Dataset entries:
--

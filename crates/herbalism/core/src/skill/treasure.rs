//! Hylian Luck: rare item drops from harvested plants.

use crate::effect::{Effect, EffectBatch, Message};
use crate::env::{Capability, HylianTreasure, OracleError, RollContext};
use crate::skill::HerbalismManager;
use crate::skill::activation::roll_treasure_drop;
use crate::state::BlockState;

#[derive(Clone, Copy, Debug, PartialEq)]
pub enum TreasureResult {
    /// The treasure dropped and the block was destroyed.
    Dropped(HylianTreasure),
    /// A treasure committed but the break was vetoed.
    Vetoed,
    /// No candidate qualified or won its roll.
    Missed,
    /// The actor lacks the entitlement or the activation roll failed.
    NotActivated,
}

#[derive(Clone, Debug, PartialEq)]
pub struct TreasureOutcome {
    pub result: TreasureResult,
    pub effects: EffectBatch,
}

impl TreasureOutcome {
    fn quiet(result: TreasureResult) -> Self {
        Self {
            result,
            effects: EffectBatch::new(),
        }
    }

    pub fn succeeded(&self) -> bool {
        matches!(self.result, TreasureResult::Dropped(_))
    }
}

impl HerbalismManager<'_> {
    pub fn can_use_hylian_luck(&self) -> Result<bool, OracleError> {
        self.allows(Capability::HylianLuck, None)
    }

    /// Hylian Luck with its entitlement and activation roll.
    pub fn process_hylian_luck(&self, block: &BlockState) -> Result<TreasureOutcome, OracleError> {
        if !self.can_use_hylian_luck()? {
            return Ok(TreasureOutcome::quiet(TreasureResult::NotActivated));
        }
        let roll = self.roll(&self.config.hylian_luck, RollContext::HylianLuck)?;
        if !roll.succeeded() {
            return Ok(TreasureOutcome::quiet(TreasureResult::NotActivated));
        }
        self.roll_treasure(block)
    }

    /// Tries the treasure list for `block` in order; the first qualifying
    /// entry that wins its own roll commits.
    pub fn roll_treasure(&self, block: &BlockState) -> Result<TreasureOutcome, OracleError> {
        let key = block.canonical_key();
        let treasures = self.env.tables()?.hylian_treasures(&key);
        let rng = self.env.rng()?;

        let winner = treasures
            .iter()
            .enumerate()
            .filter(|(_, treasure)| self.actor.level >= treasure.drop_level)
            .find(|(index, treasure)| {
                let seed = self.seed.for_roll(RollContext::HylianTreasure {
                    index: *index as u32,
                });
                roll_treasure_drop(treasure.drop_chance, self.activation_chance(), rng, seed)
                    .succeeded()
            })
            .map(|(_, treasure)| *treasure);

        let Some(treasure) = winner else {
            return Ok(TreasureOutcome::quiet(TreasureResult::Missed));
        };

        if !self.env.break_policy()?.can_break(self.actor.id, block.location) {
            return Ok(TreasureOutcome::quiet(TreasureResult::Vetoed));
        }

        let mut effects = EffectBatch::new();
        effects.push(Effect::SetEmpty {
            location: block.location,
        });
        effects.push(Effect::DropItem {
            at: block.location.center(),
            item: treasure.drop,
        });
        effects.push(Effect::Notify(Message::HylianLuck));

        Ok(TreasureOutcome {
            result: TreasureResult::Dropped(treasure),
            effects,
        })
    }
}

#[cfg(test)]
mod tests {
    use super::*;
    use crate::skill::fixtures::{Fixture, TestRng, actor_with};
    use crate::state::{ActorFlags, BlockKind, ItemKind, ItemStack, Location};

    fn poppy() -> BlockState {
        BlockState::new(Location::new(2, 70, -4), BlockKind::Poppy)
    }

    #[test]
    fn empty_list_fails_without_effects() {
        let fixture = Fixture::new().with_rng(TestRng::ALWAYS);
        let actor = actor_with(1000, ActorFlags::empty(), &[]);

        let outcome = fixture.manager(&actor).roll_treasure(&poppy()).unwrap();
        assert_eq!(outcome.result, TreasureResult::Missed);
        assert!(outcome.effects.is_empty());
    }

    #[test]
    fn certain_entry_drops_at_block_center() {
        let mut fixture = Fixture::new().with_rng(TestRng::NEVER);
        let payload = ItemStack::new(ItemKind::Emerald, 1);
        fixture
            .tables
            .add_treasure("Poppy", HylianTreasure::new(0, 1.0, payload));
        let actor = actor_with(0, ActorFlags::empty(), &[]);
        let block = poppy();

        let outcome = fixture.manager(&actor).roll_treasure(&block).unwrap();
        assert!(outcome.succeeded());
        let effects = outcome.effects.into_vec();
        assert_eq!(
            effects,
            vec![
                Effect::SetEmpty {
                    location: block.location
                },
                Effect::DropItem {
                    at: block.location.center(),
                    item: payload
                },
                Effect::Notify(Message::HylianLuck),
            ]
        );
        let drops = effects
            .iter()
            .filter(|effect| matches!(effect, Effect::DropItem { .. }))
            .count();
        assert_eq!(drops, 1);
    }

    #[test]
    fn level_gate_skips_to_next_entry() {
        let mut fixture = Fixture::new().with_rng(TestRng::NEVER);
        let rare = ItemStack::new(ItemKind::Diamond, 1);
        let common = ItemStack::new(ItemKind::GoldNugget, 3);
        fixture
            .tables
            .add_treasure("Poppy", HylianTreasure::new(500, 1.0, rare));
        fixture
            .tables
            .add_treasure("Poppy", HylianTreasure::new(0, 1.0, common));
        let actor = actor_with(100, ActorFlags::empty(), &[]);

        let outcome = fixture.manager(&actor).roll_treasure(&poppy()).unwrap();
        assert_eq!(
            outcome.result,
            TreasureResult::Dropped(HylianTreasure::new(0, 1.0, common))
        );
    }

    #[test]
    fn unqualified_list_misses() {
        let mut fixture = Fixture::new().with_rng(TestRng::ALWAYS);
        fixture.tables.add_treasure(
            "Poppy",
            HylianTreasure::new(900, 1.0, ItemStack::single(ItemKind::Apple)),
        );
        let actor = actor_with(10, ActorFlags::empty(), &[]);

        let outcome = fixture.manager(&actor).roll_treasure(&poppy()).unwrap();
        assert_eq!(outcome.result, TreasureResult::Missed);
        assert!(outcome.effects.is_empty());
    }

    #[test]
    fn vetoed_break_has_no_effects() {
        let mut fixture = Fixture::new();
        let block = poppy();
        fixture.tables.add_treasure(
            "Poppy",
            HylianTreasure::new(0, 1.0, ItemStack::single(ItemKind::Apple)),
        );
        fixture.world.protect(block.location);
        let actor = actor_with(0, ActorFlags::empty(), &[]);

        let outcome = fixture.manager(&actor).roll_treasure(&block).unwrap();
        assert_eq!(outcome.result, TreasureResult::Vetoed);
        assert!(outcome.effects.is_empty());
    }

    #[test]
    fn hylian_luck_requires_entitlement_and_activation() {
        let mut fixture = Fixture::new().with_rng(TestRng::ALWAYS);
        fixture.tables.add_treasure(
            "Poppy",
            HylianTreasure::new(0, 1.0, ItemStack::single(ItemKind::Apple)),
        );
        let actor = actor_with(1000, ActorFlags::empty(), &[]);
        assert!(
            fixture
                .manager(&actor)
                .process_hylian_luck(&poppy())
                .unwrap()
                .succeeded()
        );

        let low = actor_with(0, ActorFlags::empty(), &[]);
        assert_eq!(
            fixture.manager(&low).process_hylian_luck(&poppy()).unwrap().result,
            TreasureResult::NotActivated
        );

        let denied = fixture.deny(Capability::HylianLuck);
        assert_eq!(
            denied.manager(&actor).process_hylian_luck(&poppy()).unwrap().result,
            TreasureResult::NotActivated
        );
    }
}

--

Exercise:
A copy of each line above that holds the word "push" is the expected answer.

Solved exercise:
        effects.push(Effect::SetEmpty {
        effects.push(Effect::DropItem {
        effects.push(Effect::Notify(Message::HylianLuck));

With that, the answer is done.